[Problem requirements]: In the material below, find the line that contains "assert_eq!(evaluate(&mut board, true, 3), X_WINS);" and the line that contains "Creates a computer", then write out exactly those two lines and everything between them.

[Input records]:
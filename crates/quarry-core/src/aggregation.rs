//! Aggregation templates with named insertion points.
//!
//! A template is an opaque aggregation body plus JSON pointers to the places
//! the data source writes into before each request:
//!
//! - `bounds_filter` - replaced by a geo bounding box built from a map viewport
//! - `grid` - geohash grid settings, precision derived from the map zoom
//! - `composite` - name of a top-level composite aggregation; its `after` key
//!   carries the paging cursor and its `after_key` is read from responses
//! - `buckets` - where the bucket list lives in the response aggregations

use serde::{Deserialize, Serialize};
use serde_json::{json, Value};

use crate::error::ConfigError;

fn default_geo_field() -> String {
    "location.point".to_string()
}

/// Visible area of a map, in degrees, plus its zoom level.
#[derive(Debug, Clone, Copy, Serialize, Deserialize, PartialEq)]
pub struct Viewport {
    pub north: f64,
    pub south: f64,
    pub east: f64,
    pub west: f64,
    pub zoom: i32,
}

impl Viewport {
    /// Clamp every corner into valid latitude/longitude ranges.
    pub fn clamped(&self) -> Self {
        Self {
            north: self.north.clamp(-90.0, 90.0),
            south: self.south.clamp(-90.0, 90.0),
            east: self.east.clamp(-180.0, 180.0),
            west: self.west.clamp(-180.0, 180.0),
            zoom: self.zoom,
        }
    }

    /// Geohash precision appropriate to the zoom level.
    pub fn grid_precision(&self) -> i32 {
        (self.zoom - 3).clamp(4, 10)
    }
}

impl Default for Viewport {
    fn default() -> Self {
        Self {
            north: 90.0,
            south: -90.0,
            east: 180.0,
            west: -180.0,
            zoom: 5,
        }
    }
}

/// An aggregation body with explicit insertion points.
#[derive(Debug, Clone, Serialize, Deserialize, PartialEq)]
pub struct AggregationTemplate {
    /// The aggregation DSL tree, sent as the request's `aggs`.
    pub body: Value,

    #[serde(default, skip_serializing_if = "Option::is_none")]
    pub bounds_filter: Option<String>,

    #[serde(default, skip_serializing_if = "Option::is_none")]
    pub grid: Option<String>,

    #[serde(default, skip_serializing_if = "Option::is_none")]
    pub composite: Option<String>,

    #[serde(default, skip_serializing_if = "Option::is_none")]
    pub buckets: Option<String>,

    /// Geo point field used in bounding box and grid clauses.
    #[serde(default = "default_geo_field")]
    pub geo_field: String,
}

impl AggregationTemplate {
    pub fn new(body: Value) -> Self {
        Self {
            body,
            bounds_filter: None,
            grid: None,
            composite: None,
            buckets: None,
            geo_field: default_geo_field(),
        }
    }

    /// Check that every configured slot points into the body.
    pub fn validate(&self, source_id: &str) -> Result<(), ConfigError> {
        let check = |slot: &'static str, pointer: &Option<String>| match pointer {
            Some(p) if self.body.pointer(p).is_none() => Err(ConfigError::InvalidSlot {
                source_id: source_id.to_string(),
                slot,
                pointer: p.clone(),
            }),
            _ => Ok(()),
        };
        check("bounds_filter", &self.bounds_filter)?;
        check("grid", &self.grid)?;
        check("composite", &self.composite_pointer())?;
        Ok(())
    }

    /// Whether paging goes through a composite aggregation cursor.
    pub fn is_composite(&self) -> bool {
        self.composite.is_some()
    }

    fn composite_pointer(&self) -> Option<String> {
        self.composite
            .as_ref()
            .map(|name| format!("/{}/composite", escape_pointer(name)))
    }

    /// Deep-copy the body and fill the slots.
    ///
    /// The bounds and grid slots are only written when a viewport is given;
    /// the cursor only when one is known for the current page.
    pub fn instantiate(&self, viewport: Option<&Viewport>, cursor: Option<&Value>) -> Value {
        let mut body = self.body.clone();

        if let Some(viewport) = viewport {
            let v = viewport.clamped();
            if let Some(slot) = self.bounds_filter.as_deref().and_then(|p| body.pointer_mut(p)) {
                let mut bounds = serde_json::Map::new();
                bounds.insert("ignore_unmapped".to_string(), Value::Bool(true));
                bounds.insert(
                    self.geo_field.clone(),
                    json!({
                        "top_left": { "lat": v.north, "lon": v.west },
                        "bottom_right": { "lat": v.south, "lon": v.east },
                    }),
                );
                *slot = Value::Object(bounds);
            }
            if let Some(slot) = self.grid.as_deref().and_then(|p| body.pointer_mut(p)) {
                if !slot.is_object() {
                    *slot = json!({});
                }
                if let Some(grid) = slot.as_object_mut() {
                    grid.insert("field".to_string(), Value::String(self.geo_field.clone()));
                    grid.insert("precision".to_string(), json!(v.grid_precision()));
                }
            }
        }

        if let (Some(cursor), Some(pointer)) = (cursor, self.composite_pointer()) {
            if let Some(composite) = body.pointer_mut(&pointer).and_then(Value::as_object_mut) {
                composite.insert("after".to_string(), cursor.clone());
            }
        }

        body
    }

    /// The cursor written into an instantiated body, if any.
    pub fn cursor<'a>(&self, body: &'a Value) -> Option<&'a Value> {
        let pointer = self.composite_pointer()?;
        body.pointer(&format!("{}/after", pointer))
    }

    /// The composite `after_key` in a response's aggregations.
    pub fn after_key<'a>(&self, aggregations: &'a Value) -> Option<&'a Value> {
        let name = self.composite.as_ref()?;
        aggregations
            .pointer(&format!("/{}/after_key", escape_pointer(name)))
            .filter(|v| !v.is_null())
    }

    /// The bucket list in a response's aggregations.
    pub fn buckets<'a>(&self, aggregations: &'a Value) -> Option<&'a Vec<Value>> {
        let pointer = match (&self.buckets, &self.composite) {
            (Some(p), _) => p.clone(),
            (None, Some(name)) => format!("/{}/buckets", escape_pointer(name)),
            (None, None) => return None,
        };
        aggregations.pointer(&pointer).and_then(Value::as_array)
    }
}

/// Escape a key for use as a JSON pointer segment.
fn escape_pointer(segment: &str) -> String {
    segment.replace('~', "~0").replace('/', "~1")
}

#[cfg(test)]
mod tests {
    use super::*;

    fn geo_template() -> AggregationTemplate {
        let mut template = AggregationTemplate::new(json!({
            "filter_agg": {
                "filter": { "geo_bounding_box": {} },
                "aggs": {
                    "by_hash": {
                        "geohash_grid": { "field": "location.point", "precision": 1, "size": 10000 }
                    }
                }
            }
        }));
        template.bounds_filter = Some("/filter_agg/filter/geo_bounding_box".to_string());
        template.grid = Some("/filter_agg/aggs/by_hash/geohash_grid".to_string());
        template
    }

    #[test]
    fn test_north_clamped_to_ninety() {
        let viewport = Viewport {
            north: 95.0,
            south: -10.0,
            east: 200.0,
            west: -190.0,
            zoom: 8,
        };
        let body = geo_template().instantiate(Some(&viewport), None);
        let bounds = body
            .pointer("/filter_agg/filter/geo_bounding_box/location.point")
            .unwrap();
        assert_eq!(bounds["top_left"]["lat"], json!(90.0));
        assert_eq!(bounds["top_left"]["lon"], json!(-180.0));
        assert_eq!(bounds["bottom_right"]["lat"], json!(-10.0));
        assert_eq!(bounds["bottom_right"]["lon"], json!(180.0));
        assert_eq!(
            body.pointer("/filter_agg/filter/geo_bounding_box/ignore_unmapped"),
            Some(&json!(true))
        );
    }

    #[test]
    fn test_grid_precision_clamped() {
        let mut viewport = Viewport::default();
        viewport.zoom = 2;
        assert_eq!(viewport.grid_precision(), 4);
        viewport.zoom = 9;
        assert_eq!(viewport.grid_precision(), 6);
        viewport.zoom = 18;
        assert_eq!(viewport.grid_precision(), 10);

        let body = geo_template().instantiate(Some(&viewport), None);
        let grid = body.pointer("/filter_agg/aggs/by_hash/geohash_grid").unwrap();
        assert_eq!(grid["precision"], json!(10));
        assert_eq!(grid["size"], json!(10000));
    }

    #[test]
    fn test_template_untouched_by_instantiate() {
        let template = geo_template();
        let _ = template.instantiate(Some(&Viewport::default()), None);
        assert_eq!(
            template.body.pointer("/filter_agg/filter/geo_bounding_box"),
            Some(&json!({}))
        );
    }

    #[test]
    fn test_composite_cursor_and_after_key() {
        let mut template = AggregationTemplate::new(json!({
            "by_species": { "composite": { "size": 50, "sources": [] } }
        }));
        template.composite = Some("by_species".to_string());
        assert!(template.validate("s").is_ok());

        let cursor = json!({ "species": "Bombus" });
        let body = template.instantiate(None, Some(&cursor));
        assert_eq!(body["by_species"]["composite"]["after"], cursor);
        assert_eq!(template.cursor(&body), Some(&cursor));
        assert_eq!(template.cursor(&template.body), None);

        let aggregations = json!({
            "by_species": { "after_key": { "species": "Vespa" }, "buckets": [{ "key": 1 }] }
        });
        assert_eq!(
            template.after_key(&aggregations),
            Some(&json!({ "species": "Vespa" }))
        );
        assert_eq!(template.buckets(&aggregations).map(Vec::len), Some(1));
    }

    #[test]
    fn test_validate_rejects_dangling_slot() {
        let mut template = AggregationTemplate::new(json!({ "a": {} }));
        template.grid = Some("/a/geohash_grid".to_string());
        assert!(matches!(
            template.validate("records"),
            Err(ConfigError::InvalidSlot { slot: "grid", .. })
        ));
    }
}
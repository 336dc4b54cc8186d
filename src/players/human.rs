//! Human player reading moves as text lines.

use super::Player;
use crate::games::tictactoe::{Board, Position};
use anyhow::{Context, Result};
use std::io::{BufRead, Write};
use tracing::{debug, instrument};

/// Human player typing moves on a line-oriented input.
///
/// Each turn prompts on `output` and reads lines from `input` until one
/// names an empty square. Rejected lines leave the board untouched.
pub struct HumanPlayer<R, W> {
    name: String,
    input: R,
    output: W,
}

impl<R: BufRead, W: Write> HumanPlayer<R, W> {
    /// Creates a new human player.
    pub fn new(name: impl Into<String>, input: R, output: W) -> Self {
        Self {
            name: name.into(),
            input,
            output,
        }
    }

    /// Consumes the player, returning its output sink.
    pub fn into_output(self) -> W {
        self.output
    }
}

impl<R: BufRead, W: Write> Player for HumanPlayer<R, W> {
    #[instrument(skip(self, board), fields(player = %self.name))]
    fn choose_move(&mut self, board: &Board) -> Result<Option<usize>> {
        loop {
            write!(self.output, "{}'s move (0-8): ", self.name)?;
            self.output.flush()?;

            let mut line = String::new();
            let read = self
                .input
                .read_line(&mut line)
                .context("Failed to read move")?;
            if read == 0 {
                anyhow::bail!("Input closed before {} moved", self.name);
            }

            match Position::from_label_or_number(&line).map(Position::to_index) {
                Some(index) if board.is_empty(index) => {
                    debug!(index, "Human chose position");
                    return Ok(Some(index));
                }
                _ => {
                    debug!(input = %line.trim(), "Rejected move");
                    writeln!(self.output, "Invalid move! Try again.")?;
                }
            }
        }
    }

    fn name(&self) -> &str {
        &self.name
    }
}
//! Unpruned minimax.

use super::{Score, Strategy, expand_node, leaf_score, select_move};
use crate::games::tictactoe::Board;
use std::ops::ControlFlow;
use tracing::{debug, instrument};

/// Plies searched below O's candidate move by [`find_best_move`].
///
/// A game from the empty board can need 9 plies, so early positions may
/// reach the horizon and score as a draw.
pub const MINIMAX_DEPTH: u32 = 6;

/// Minimax value of `board` with `depth` plies left.
///
/// `maximizing` means O is to move. A reply that completes a line for the
/// mover ends the node immediately at that side's winning score.
pub fn evaluate(board: &mut Board, maximizing: bool, depth: u32) -> Score {
    if let Some(score) = leaf_score(board, depth) {
        return score;
    }

    expand_node(board, maximizing, |board| {
        ControlFlow::Continue(evaluate(board, !maximizing, depth - 1))
    })
}

/// O's move by full minimax at [`MINIMAX_DEPTH`].
///
/// Returns `None` on a full board.
pub fn find_best_move(board: &mut Board) -> Option<usize> {
    Minimax.best_move(board)
}

/// Full minimax strategy, searching [`MINIMAX_DEPTH`] plies below each
/// candidate.
#[derive(Debug, Clone, Copy, Default, PartialEq, Eq)]
pub struct Minimax;

impl Strategy for Minimax {
    fn name(&self) -> &'static str {
        "minimax"
    }

    #[instrument(skip(self, board), fields(depth = MINIMAX_DEPTH, moves_made = board.moves_made()))]
    fn best_move(&self, board: &mut Board) -> Option<usize> {
        // The candidate is already placed, so X is to move.
        let choice = select_move(board, |board| evaluate(board, false, MINIMAX_DEPTH));
        debug!(?choice, "Minimax decision");
        choice.map(|(index, _)| index)
    }
}

#[cfg(test)]
mod tests {
    use super::*;
    use crate::search::{DRAW, O_WINS, X_WINS};
    use std::str::FromStr;

    #[test]
    fn test_evaluate_finished_game() {
        let mut board = Board::from_str("XXXOO....").unwrap();
        assert_eq!(evaluate(&mut board, true, 3), X_WINS);
    }

    #[test]
    fn test_evaluate_depth_zero_is_neutral() {
        let mut board = Board::from_str("OO.XX....").unwrap();
        assert_eq!(evaluate(&mut board, true, 0), DRAW);
    }

    #[test]
    fn test_evaluate_sees_immediate_win() {
        let mut board = Board::from_str("OO.XX....").unwrap();
        assert_eq!(evaluate(&mut board, true, 1), O_WINS);
        assert_eq!(evaluate(&mut board, false, 1), X_WINS);
    }

    #[test]
    fn test_evaluate_sees_unstoppable_fork() {
        // X to move at 4 forks 0-4-8 and 1-4-7; O cannot cover both.
        let mut board = Board::from_str("XXOO.....").unwrap();
        assert_eq!(evaluate(&mut board, false, 3), X_WINS);
    }

    #[test]
    fn test_evaluate_last_square_draw_is_not_a_win() {
        // O's only reply fills square 8 without completing a line.
        let mut board = Board::from_str("XOXXOOOX.").unwrap();
        assert_eq!(evaluate(&mut board, true, 1), DRAW);
        assert_eq!(evaluate(&mut board, true, MINIMAX_DEPTH), DRAW);
        assert_eq!(find_best_move(&mut board), Some(8));
    }

    #[test]
    fn test_horizon_hides_later_threats() {
        // After O takes 0, X completes the bottom row at 8 one ply later.
        let mut board = Board::from_str("OO..O.XX.").unwrap();
        assert_eq!(evaluate(&mut board, false, 0), DRAW);
        assert_eq!(evaluate(&mut board, false, 1), X_WINS);
    }
}
//! Computer player driven by a search strategy.

use super::Player;
use crate::games::tictactoe::Board;
use crate::search::Strategy;
use anyhow::Result;
use tracing::{debug, instrument};

/// Computer player; always plays O.
pub struct ComputerPlayer {
    name: String,
    strategy: Box<dyn Strategy>,
}

impl ComputerPlayer {
    /// Creates a computer player using `strategy`.
    pub fn new(name: impl Into<String>, strategy: Box<dyn Strategy>) -> Self {
        Self {
            name: name.into(),
            strategy,
        }
    }

    /// Name of the search strategy in use.
    pub fn strategy_name(&self) -> &'static str {
        self.strategy.name()
    }
}

impl Player for ComputerPlayer {
    #[instrument(skip(self, board), fields(player = %self.name, strategy = self.strategy.name()))]
    fn choose_move(&mut self, board: &Board) -> Result<Option<usize>> {
        // Search works on its own copy; the game board is never touched.
        let mut scratch = board.clone();
        let choice = self.strategy.best_move(&mut scratch);
        debug!(?choice, "Computer chose position");
        Ok(choice)
    }

    fn name(&self) -> &str {
        &self.name
    }
}
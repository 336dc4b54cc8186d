//! Draw detection logic for tic-tac-toe.

use super::super::{Board, Cell};

/// Checks if the board is full (all squares occupied).
///
/// A full board with no winner indicates a draw.
pub fn is_full(board: &Board) -> bool {
    board.cells().iter().all(|c| *c != Cell::Empty)
}

/// Full board and no completed line.
pub fn is_draw(board: &Board) -> bool {
    is_full(board) && super::win::line_winner(board).is_none()
}
//! Tests for board state and terminal detection.

use std::str::FromStr;
use strictly_minimax::{Board, Cell, GameStatus, Position, Side, rules};

fn line_board(line: [usize; 3], side: Side) -> Board {
    let mut board = Board::new();
    for index in line {
        board.make_move(index, side);
    }
    board
}

#[test]
fn test_available_moves_are_empty_squares_ascending() {
    for text in [".........", "X........", "X...O...X", "XOXOXXOX.", "XOXOXXOXO"] {
        let board = Board::from_str(text).unwrap();
        let moves = board.available_moves();

        let expected: Vec<usize> = (0..9).filter(|&i| board.get(i) == Some(Cell::Empty)).collect();
        assert_eq!(moves, expected, "board {text}");
        assert_eq!(moves.len(), 9 - board.moves_made(), "board {text}");
        assert!(moves.windows(2).all(|w| w[0] < w[1]));
    }
}

#[test]
fn test_every_line_wins_for_both_sides() {
    for line in rules::LINES {
        for side in [Side::X, Side::O] {
            let board = line_board(line, side);
            assert!(board.check_winner(side), "{side} on {line:?}");
            assert_eq!(board.status(), GameStatus::Won(side));
            assert!(!board.check_winner(side.opponent()), "{side} on {line:?}");
        }
    }
}

#[test]
fn test_full_board_without_line_is_draw() {
    let board = Board::from_str("XOXOXXOXO").unwrap();
    assert!(board.check_winner(Side::X));
    assert!(board.check_winner(Side::O));
    assert_eq!(board.status(), GameStatus::Draw);
}

#[test]
fn test_open_board_without_line_is_not_terminal() {
    let board = Board::from_str("XOXOXXOX.").unwrap();
    assert!(!board.check_winner(Side::X));
    assert!(!board.check_winner(Side::O));
    assert_eq!(board.status(), GameStatus::InProgress);
}

#[test]
fn test_check_winner_is_side_specific() {
    // O owns the top row; X has no line but the board is full.
    let board = Board::from_str("OOOXXOXXO").unwrap();
    assert!(board.check_winner(Side::X));
    assert_eq!(board.status(), GameStatus::Won(Side::O));
}

#[test]
fn test_check_winner_is_idempotent() {
    let board = Board::from_str("XXXOO....").unwrap();
    let before = board.clone();
    assert_eq!(board.check_winner(Side::X), board.check_winner(Side::X));
    assert_eq!(board.status(), board.status());
    assert_eq!(board, before);
}

#[test]
fn test_valid_positions_follow_board() {
    let board = Board::from_str("X...O....").unwrap();
    let valid = Position::valid_moves(&board);
    assert_eq!(valid.len(), 7);
    assert!(!valid.contains(&Position::TopLeft));
    assert!(!valid.contains(&Position::Center));
    assert!(valid.contains(&Position::BottomRight));
}
//! Win detection logic for tic-tac-toe.

use super::super::{Board, Cell, Side};

/// The 8 winning lines as board indices.
pub const LINES: [[usize; 3]; 8] = [
    // Rows
    [0, 1, 2],
    [3, 4, 5],
    [6, 7, 8],
    // Columns
    [0, 3, 6],
    [1, 4, 7],
    [2, 5, 8],
    // Diagonals
    [0, 4, 8],
    [2, 4, 6],
];

/// Checks whether `side` has three in a row.
pub fn has_line(board: &Board, side: Side) -> bool {
    let cells = board.cells();
    LINES
        .iter()
        .any(|line| line.iter().all(|&i| cells[i] == Cell::Mark(side)))
}

/// Returns the side owning a completed line, if any.
///
/// X is checked first; a legal game never has lines for both sides.
pub fn line_winner(board: &Board) -> Option<Side> {
    [Side::X, Side::O]
        .into_iter()
        .find(|&side| has_line(board, side))
}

[Answer box]:
        assert_eq!(evaluate(&mut board, true, 3), X_WINS);
    }

    #[test]
    fn test_evaluate_depth_zero_is_neutral() {
        let mut board = Board::from_str("OO.XX....").unwrap();
        assert_eq!(evaluate(&mut board, true, 0), DRAW);
    }

    #[test]
    fn test_evaluate_sees_immediate_win() {
        let mut board = Board::from_str("OO.XX....").unwrap();
        assert_eq!(evaluate(&mut board, true, 1), O_WINS);
        assert_eq!(evaluate(&mut board, false, 1), X_WINS);
    }

    #[test]
    fn test_evaluate_sees_unstoppable_fork() {
        // X to move at 4 forks 0-4-8 and 1-4-7; O cannot cover both.
        let mut board = Board::from_str("XXOO.....").unwrap();
        assert_eq!(evaluate(&mut board, false, 3), X_WINS);
    }

    #[test]
    fn test_evaluate_last_square_draw_is_not_a_win() {
        // O's only reply fills square 8 without completing a line.
        let mut board = Board::from_str("XOXXOOOX.").unwrap();
        assert_eq!(evaluate(&mut board, true, 1), DRAW);
        assert_eq!(evaluate(&mut board, true, MINIMAX_DEPTH), DRAW);
        assert_eq!(find_best_move(&mut board), Some(8));
    }

    #[test]
    fn test_horizon_hides_later_threats() {
        // After O takes 0, X completes the bottom row at 8 one ply later.
        let mut board = Board::from_str("OO..O.XX.").unwrap();
        assert_eq!(evaluate(&mut board, false, 0), DRAW);
        assert_eq!(evaluate(&mut board, false, 1), X_WINS);
    }
}
//! Computer player driven by a search strategy.

use super::Player;
use crate::games::tictactoe::Board;
use crate::search::Strategy;
use anyhow::Result;
use tracing::{debug, instrument};

/// Computer player; always plays O.
pub struct ComputerPlayer {
    name: String,
    strategy: Box<dyn Strategy>,
}

impl ComputerPlayer {
    /// Creates a computer player using `strategy`.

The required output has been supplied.